Était-il nécessaire de trouver une explication rationnelle à la disparition de Anna dans L’Avventura  ? De la même façon, il serait dérisoire de chercher à percer l’origine de la souffrance de Xiao-Kang. Est-elle une conséquence à son bain cinématographique dans les eaux polluées du Tanshui, ou consécutive au rapport sexuel avec Xiangqi, l’une de ses anciennes camarades de classe qui, devenue régisseur, l’entraînera sur le tournage du film de Ann Hui ?


 

Ces incertitudes renforcent l’intuition que l’essentiel tient manifestement au filmage, à une mise en scène du temps dont Tsai Ming-liang est décidément l’un des sculpteurs les mieux inspirés. Sans être absolument nouveau, son travail sur le temps cinématographique repose sur une contradiction dont les termes peuvent être énoncés de la façon suivante : À la vie frénétique d’une mégapole, à la fuite en avant éperdue d’une entité politique, Taiwan, clairement menacée par la Chine, répond le fléchissement et la décélération du temps, sa dilatation où s’épuisent les corps et les esprits.

Roland Hélié
Jeune Cinéma n° 245, septembre-octobre 1997


La Rivière (Hé liú).
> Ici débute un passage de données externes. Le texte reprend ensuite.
pub mod registry;

pub use registry::AdapterRegistry;

use crate::core::{IndexError, Result, RuntimeConfig};
use crate::index::IndexResource;
use crate::txn::{ResourceAdapter, TransactionManager, TransactionTemplate};
use std::collections::HashMap;
use std::sync::atomic::{AtomicBool, Ordering};
use std::sync::{Arc, RwLock};
use tracing::debug;

/// Lifecycle facade over a set of index resources.
///
/// Opens every configured collection at start, hands out resources and
/// their adapters by name, and owns the transaction manager that
/// coordinates writes across them.
pub struct IndexRuntime {
    config: RuntimeConfig,
    resources: RwLock<HashMap<String, Arc<IndexResource>>>,
    adapters: Arc<AdapterRegistry>,
    manager: Arc<TransactionManager>,
    closed: AtomicBool,
}

impl IndexRuntime {
    /// Open every configured collection and assemble the runtime.
    pub fn start(config: RuntimeConfig) -> Result<Arc<Self>> {
        debug!(path = ?config.index_path, "starting index runtime");

        let mut resources = HashMap::new();
        for name in &config.collections {
            let resource = IndexResource::open(name, &config.index_path, config.view_grace)?;
            resources.insert(name.clone(), resource);
        }

        let adapters = Arc::new(AdapterRegistry::new());
        let manager = Arc::new(TransactionManager::new(
            Arc::clone(&adapters),
            config.default_timeout,
        ));

        debug!(
            collections = config.collections.len(),
            "index runtime started"
        );
        Ok(Arc::new(Self {
            config,
            resources: RwLock::new(resources),
            adapters,
            manager,
            closed: AtomicBool::new(false),
        }))
    }

    fn check_open(&self) -> Result<()> {
        if self.closed.load(Ordering::Acquire) {
            return Err(IndexError::Runtime("runtime is closed".into()));
        }
        Ok(())
    }

    /// Look up a resource by collection name.
    pub fn resource(&self, name: &str) -> Result<Arc<IndexResource>> {
        self.check_open()?;
        self.resources
            .read()?
            .get(name)
            .cloned()
            .ok_or_else(|| IndexError::ResourceNotFound(name.to_string()))
    }

    /// The ordering-gate adapter for a collection, created and registered
    /// on first use.
    pub fn adapter(&self, name: &str) -> Result<Arc<ResourceAdapter>> {
        let resource = self.resource(name)?;
        self.adapters
            .get_or_create(&resource, self.config.poll_interval)
    }

    pub fn manager(&self) -> &Arc<TransactionManager> {
        &self.manager
    }

    pub fn template(&self) -> TransactionTemplate {
        TransactionTemplate::new(Arc::clone(&self.manager))
    }

    pub fn config(&self) -> &RuntimeConfig {
        &self.config
    }

    /// Drop every resource and adapter and refuse further lookups.
    /// Idempotent; pending uncommitted writer state is discarded,
    /// committed segments stay on disk.
    pub fn close(&self) -> Result<()> {
        if self.closed.swap(true, Ordering::AcqRel) {
            return Ok(());
        }
        self.resources.write()?.clear();
        self.adapters.clear()?;
        debug!("index runtime closed");
        Ok(())
    }
}

impl Drop for IndexRuntime {
    fn drop(&mut self) {
        let _ = self.close();
    }
}
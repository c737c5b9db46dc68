// ============================================================================
// Searchlite Library
// ============================================================================

//! Embedded document index with multi-resource transaction coordination.
//!
//! Each collection is an independently persisted index resource with one
//! mutable writer and an invalidatable point-in-time read view. The
//! transaction core lets writes against several resources commit or roll
//! back as one logical unit: deferred write actions run at commit time,
//! per-resource outcomes apply in strict enrollment order, and
//! cross-resource commits fan out in parallel under a single bounded wait.
//!
//! ```no_run
//! use searchlite::{Document, IndexRuntime, RuntimeConfig, TxContext, WriteOp};
//!
//! # #[tokio::main]
//! # async fn main() -> searchlite::Result<()> {
//! let runtime = IndexRuntime::start(
//!     RuntimeConfig::new("/var/lib/myapp/index").collection("articles"),
//! )?;
//!
//! let ctx = TxContext::new();
//! let manager = runtime.manager();
//! let txn = manager.begin(&ctx).await?;
//!
//! txn.enlist(runtime.adapter("articles")?)?;
//! let writer = runtime.resource("articles")?.writer()?;
//! let pending = txn.add_task(move || {
//!     writer.apply(WriteOp::Insert(Document::new("a1").field("title", "hello")))
//! })?;
//!
//! manager.commit(&ctx).await?;
//! assert_eq!(pending.get().await?, 1);
//! # Ok(())
//! # }
//! ```

pub mod core;
pub mod index;
pub mod runtime;
pub mod storage;
pub mod txn;

// Re-export main types for convenience
pub use self::core::{Document, IndexError, Result, RuntimeConfig, WriteOp};
pub use index::IndexResource;
pub use runtime::IndexRuntime;
pub use storage::{IndexWriter, SearchView};
pub use txn::{
    ResourceAdapter, Transaction, TransactionDef, TransactionManager, TransactionTemplate,
    TxContext, TxState, WriteResult,
};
Réal : Tsai Ming-liang ; sc : T.M.l., Tsai Yi-chun & Yang Pi-ying ; ph : Liao Pen-jung ; mont : Chen Sheng-chang et Lei Chen-ching ; déc : Tony Lan ; cost : Yu Wang. Int : Lee Kang-sheng, Miao Tien, Chen Chao-jung, Chen Shiang-chyi, Ann Hui, Lu Shiao-lin, Lu Yi-ching, Yang Kuei-mei (Taïwan, 1997, 115 mn).